Pseudanthias heemstrai

Scientific classification
- Kingdom: Animalia
- Phylum: Chordata
- Class: Actinopterygii
- Order: Perciformes
- Family: Anthiadidae
- Genus: Pseudanthias
- Species: P. heemstrai
- Binomial name: Pseudanthias heemstrai Schuhmacher, Krupp & J. E. Randall, 1989

= Pseudanthias heemstrai =

- Authority: Schuhmacher, Krupp & J. E. Randall, 1989

Species of fish

Pseudanthias heemstrai, the orange-headed anthias, Heemstra's anthias or redhead anthias is a species of marine ray-finned fish in the genus Pseudanthias, the subfamily Anthiinae of the family Serranidae, the groupers and sea basses. It is endemic to the Red Sea. It occasionally makes its way into the aquarium trade. It grows to a size of 13 cm (5 inches) in length.

==Etymology==
The fish was named in honor of ichthyologist Phil Heemstra, of the South African Institute for Aquatic Biodiversity, in recognition of his research on anthiine fishes.

==Description==
Pseudanthias heemstrai has the typical elongate body shape of the anthias, the body being just under three times as long as it is deep. It has a large mouth in which the maxilla extends past the level of the centre of the eye and the lower jaw projects slightly beyond the upper jaw. The dorsal fin has 15-17 rays, while the anal fin has 7 rays and is enlarged and pointed in both sexes, reaching to beyond the caudal fin base. The caudal fin has a slightly truncate or emarginate margin in females. In males, this is convex or truncate, with some males having the lower rays exposed beyind the membrane. The males also have very elongated pelvic fins, which have their first two rays enlarged and may extend beyond the base of the anal fin.

The bodies of males are largely reddish above, with each scale having a yellow spot and a red edge. The sides of the head are dull orange, becoming reddish pink towards the top of the head, and the gill cover is golden. The lower parts of the head and the body are pale pink, with a scarlet streak on the middle of the throat. They have pale bluish grey anal and pelvic fins which have irregular yellow spotting. The caudal fin is dark red with a yellow or light blue-grey rear margin. When breeding, the pinkish red scale margins on the flanks of the males intensify to scarlet, and the yellow spot in the scale centres of the scales becomes darker. They also develop an irregular, diffuse, mid-lateral white band which starts to the rear of the gill cover and gradually becomes broader as it reaches the tail. This band is widest above the anal fin, where it covers the upper half of the base of the caudal fin and the caudal peduncle, creating an obvious white oval spot on the upper part of the caudal peduncle. This white band has also been observed on territorial males. There is a pale orange band running from the end of the upper mandible to the origin of the dorsal fin, and this intensifies to dark orange red in breeding males. When looked at from above, this band joins the folded dorsal fin to make an extended red band along the back. The rear margin of the caudal fin changes colour from whitish or yellow to bright red.

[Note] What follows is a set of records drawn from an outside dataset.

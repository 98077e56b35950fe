//! Error taxonomy for S3 round-trips
//!
//! Every response passes through [`classify`] before its body is touched:
//! - status < 300: handed back untouched
//! - status >= 300 with a parsable `<Error>` body: [`S3Error::Protocol`]
//! - status >= 300 with anything else: [`S3Error::Decode`]
//!
//! Nothing here retries. Transport failures surface as [`S3Error::Transport`].

use crate::s3::transport::HttpResponse;
use crate::s3::types::{for_each_element, Tag};
use hyper::StatusCode;
use std::fmt;
use thiserror::Error;

/// Uniform S3 error body: `<Error><Code/><Message/><Resource/><RequestId/></Error>`
#[derive(Debug, Clone, Default, PartialEq, Eq)]
pub struct ProtocolError {
    pub code: String,
    pub message: String,
    pub resource: String,
    pub request_id: String,
}

impl ProtocolError {
    /// Parse an `<Error>` document. Fails when the root element is not `Error`
    /// or no `Code` is present.
    pub fn from_xml(xml: &[u8]) -> std::result::Result<Self, String> {
        let mut error = ProtocolError::default();
        let mut saw_root = false;

        for_each_element(xml, |tag, text| match tag {
            Tag::Open(b"Error") => saw_root = true,
            Tag::Close(b"Code") => error.code = std::mem::take(text),
            Tag::Close(b"Message") => error.message = std::mem::take(text),
            Tag::Close(b"Resource") => error.resource = std::mem::take(text),
            Tag::Close(b"RequestId") => error.request_id = std::mem::take(text),
            _ => {}
        })?;

        if !saw_root {
            return Err("response body is not an <Error> document".to_string());
        }
        if error.code.is_empty() {
            return Err("<Error> document has no <Code>".to_string());
        }
        Ok(error)
    }

    /// Synthesize an error for a bodiless failure (HEAD responses carry no body).
    fn from_status(status: StatusCode) -> Self {
        let code = match status {
            StatusCode::NOT_FOUND => "NotFound",
            StatusCode::FORBIDDEN => "Forbidden",
            StatusCode::BAD_REQUEST => "BadRequest",
            StatusCode::PRECONDITION_FAILED => "PreconditionFailed",
            StatusCode::NOT_MODIFIED => "NotModified",
            StatusCode::MOVED_PERMANENTLY => "PermanentRedirect",
            _ => status.as_str(),
        };
        Self {
            code: code.to_string(),
            message: status.canonical_reason().unwrap_or_default().to_string(),
            ..Self::default()
        }
    }
}

impl fmt::Display for ProtocolError {
    fn fmt(&self, f: &mut fmt::Formatter<'_>) -> fmt::Result {
        write!(f, "{}: {}", self.code, self.message)
    }
}

/// The HTTP executor failed to complete the round-trip
#[derive(Error, Debug)]
#[error("{message}")]
pub struct TransportError {
    message: String,
    #[source]
    source: Option<Box<dyn std::error::Error + Send + Sync>>,
}

impl TransportError {
    pub fn new(message: impl Into<String>) -> Self {
        Self {
            message: message.into(),
            source: None,
        }
    }

    pub fn with_source(
        message: impl Into<String>,
        source: impl Into<Box<dyn std::error::Error + Send + Sync>>,
    ) -> Self {
        Self {
            message: message.into(),
            source: Some(source.into()),
        }
    }
}

/// S3 client errors
#[derive(Error, Debug)]
pub enum S3Error {
    #[error("transport error: {0}")]
    Transport(#[from] TransportError),

    #[error("S3 error: {status} - {error}")]
    Protocol {
        status: StatusCode,
        error: ProtocolError,
    },

    #[error("decode error{}: {message}", status_suffix(.status))]
    Decode {
        status: Option<StatusCode>,
        message: String,
    },

    #[error("part {part_number} of upload {upload_id} failed: {source}{}", abort_suffix(.abort))]
    PartUpload {
        part_number: u32,
        upload_id: String,
        #[source]
        source: Box<S3Error>,
        abort: Option<Box<S3Error>>,
    },

    #[error("completing upload {upload_id} failed: {source}{}", abort_suffix(.abort))]
    CompleteFailed {
        upload_id: String,
        #[source]
        source: Box<S3Error>,
        abort: Option<Box<S3Error>>,
    },

    #[error("transfer cancelled{}{}", upload_suffix(.upload_id, .abort), abort_suffix(.abort))]
    Cancelled {
        upload_id: Option<String>,
        abort: Option<Box<S3Error>>,
    },

    #[error("invalid endpoint: {0}")]
    InvalidEndpoint(String),

    #[error("invalid configuration: {0}")]
    InvalidConfig(String),

    #[error("invalid session state: {0}")]
    InvalidState(String),

    #[error("IO error: {0}")]
    Io(#[from] std::io::Error),
}

fn status_suffix(status: &Option<StatusCode>) -> String {
    status.map(|s| format!(" (status {s})")).unwrap_or_default()
}

fn abort_suffix(abort: &Option<Box<S3Error>>) -> String {
    abort
        .as_ref()
        .map(|e| format!("; abort also failed: {e}"))
        .unwrap_or_default()
}

fn upload_suffix(upload_id: &Option<String>, abort: &Option<Box<S3Error>>) -> String {
    match (upload_id, abort) {
        (Some(id), None) => format!(" (upload {id} aborted)"),
        (Some(id), Some(_)) => format!(" (upload {id})"),
        (None, _) => String::new(),
    }
}

pub type Result<T> = std::result::Result<T, S3Error>;

impl S3Error {
    pub(crate) fn decode(message: impl Into<String>) -> Self {
        S3Error::Decode {
            status: None,
            message: message.into(),
        }
    }

    /// The S3 error code, when the server supplied one
    pub fn code(&self) -> Option<&str> {
        match self {
            S3Error::Protocol { error, .. } => Some(&error.code),
            S3Error::PartUpload { source, .. } | S3Error::CompleteFailed { source, .. } => {
                source.code()
            }
            _ => None,
        }
    }

    pub fn status(&self) -> Option<StatusCode> {
        match self {
            S3Error::Protocol { status, .. } => Some(*status),
            S3Error::Decode { status, .. } => *status,
            _ => None,
        }
    }

    pub fn is_not_found(&self) -> bool {
        matches!(
            self.code(),
            Some("NoSuchKey" | "NoSuchBucket" | "NoSuchUpload" | "NotFound")
        )
    }
}

/// Turn an error status and body into a typed error
pub fn classify_error_body(status: StatusCode, body: &[u8]) -> S3Error {
    if body.iter().all(u8::is_ascii_whitespace) {
        return S3Error::Protocol {
            status,
            error: ProtocolError::from_status(status),
        };
    }

    match ProtocolError::from_xml(body) {
        Ok(error) => S3Error::Protocol { status, error },
        Err(reason) => S3Error::Decode {
            status: Some(status),
            message: format!(
                "unreadable error body ({reason}): {}",
                String::from_utf8_lossy(&body[..body.len().min(256)])
            ),
        },
    }
}

/// Pass successful responses through; drain and classify the rest.
pub async fn classify(response: HttpResponse) -> Result<HttpResponse> {
    if response.status.as_u16() < 300 {
        return Ok(response);
    }

    let status = response.status;
    let body = response.bytes().await?;
    let err = classify_error_body(status, &body);
    tracing::debug!(status = %status, error = %err, "s3_request_failed");
    Err(err)
}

In females, the body is yellow towards the back, with lavender scales, each with a yellow spot in the centre. The lower half of the body is pale purple to white, with a red streak on the centre of the throat. The pectoral and pelvic fins pinkish-blue, while the rest of the fins are yellow. The maximum total length attained is 13 cm.

==Distribution==
Pseudanthias heemstrai is endemic to the Red Sea, where it has been recorded in the Gulf of Aqaba, 5 km north of Dahab and off the Red Sea coast of Yemen.

==Habitat and biology==
The natural environment is fore-reef slopes where they form small loose aggregations. Usually they distribute at depths between 50 and about 200 feet (15 – 60 m), where they feed on zooplankton.

==Aquaculture==
They can be maintained in aquaria with some rocky caves and strong water movement that has a large unencumbered area for schooling, which will occur in the upper third of this area. Tank mates of Pseudanthias heemstrai should be peaceful and all should be last to enter the aquarium. They can eat most regular aquarium foods, like finely chopped frozen or fresh meaty foods such as mysis, fish flesh, shrimp, squid, and clam. The diet should be offered at least twice a day and released into the upstream, so water currents carry food to their location. When they are difficult to get feeding, fortified live adult brine shrimp may be necessary for their diet until they accept other types of aquarium foods like fresh marine fish and invertebrate flesh.